The comparison of the modeled LRRs with analogous ones from the crystal structures reveals a good correspondence between the repeat backbones, especially those containing α or 310-helices (Fig. 3). In particular, the helix of the SDS22+ LRR model was predicted very similar to the observed 310-conformation (Fig. 3a), and the model of CC LRR correctly predicted the α-helix and its shift relative to the helix of RI LRR (Fig. 3b). The observed shift of the CC LRR helix confirms the prediction of the modeling that LRRs from the different families cannot occur concomitantly within one LRR domain (Kajava 1998). The orientations of the helices from different families, for example, from RI and CC, are different and cannot pack together well. In the case of the bacterial LRRs, the backbone conformation of the modeled and observed structures are also similar; however, the difference in the tilting of the polyproline helical segment is significant (Fig. 3c).
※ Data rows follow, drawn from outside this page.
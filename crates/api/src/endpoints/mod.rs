//! API endpoints.

mod admin;
mod auth;
mod comments;
mod favourites;
mod notifications;
mod policy;
mod posts;
mod stories;
mod users;

use axum::Router;

use crate::middleware::AppState;

/// Create the API router.
pub fn router() -> Router<AppState> {
    Router::new()
        .nest("/auth", auth::router())
        .nest("/users", users::router())
        .nest("/posts", posts::router())
        .nest("/comments", comments::router())
        .nest("/favourites", favourites::router())
        .nest("/notifications", notifications::router())
        .nest("/stories", stories::router())
        .nest("/privacy-policy", policy::router())
        .nest("/admin", admin::router())
}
Failures of leucine-rich repeat modeling

Predictions of side-chain rotamers and loop conformations

Side chains usually have a unique conformation and form a specific network of noncovalent contacts when occurring in the interior of a protein structure. The inability to predict the correct side-chain rotamer is a common problem for molecular modeling. Although the orientations of the conserved apolar side chains in the core of the LRR models were predicted correctly, the precise conformations and noncovalent contacts of some did not match the ones observed experimentally (Fig. 3b,c).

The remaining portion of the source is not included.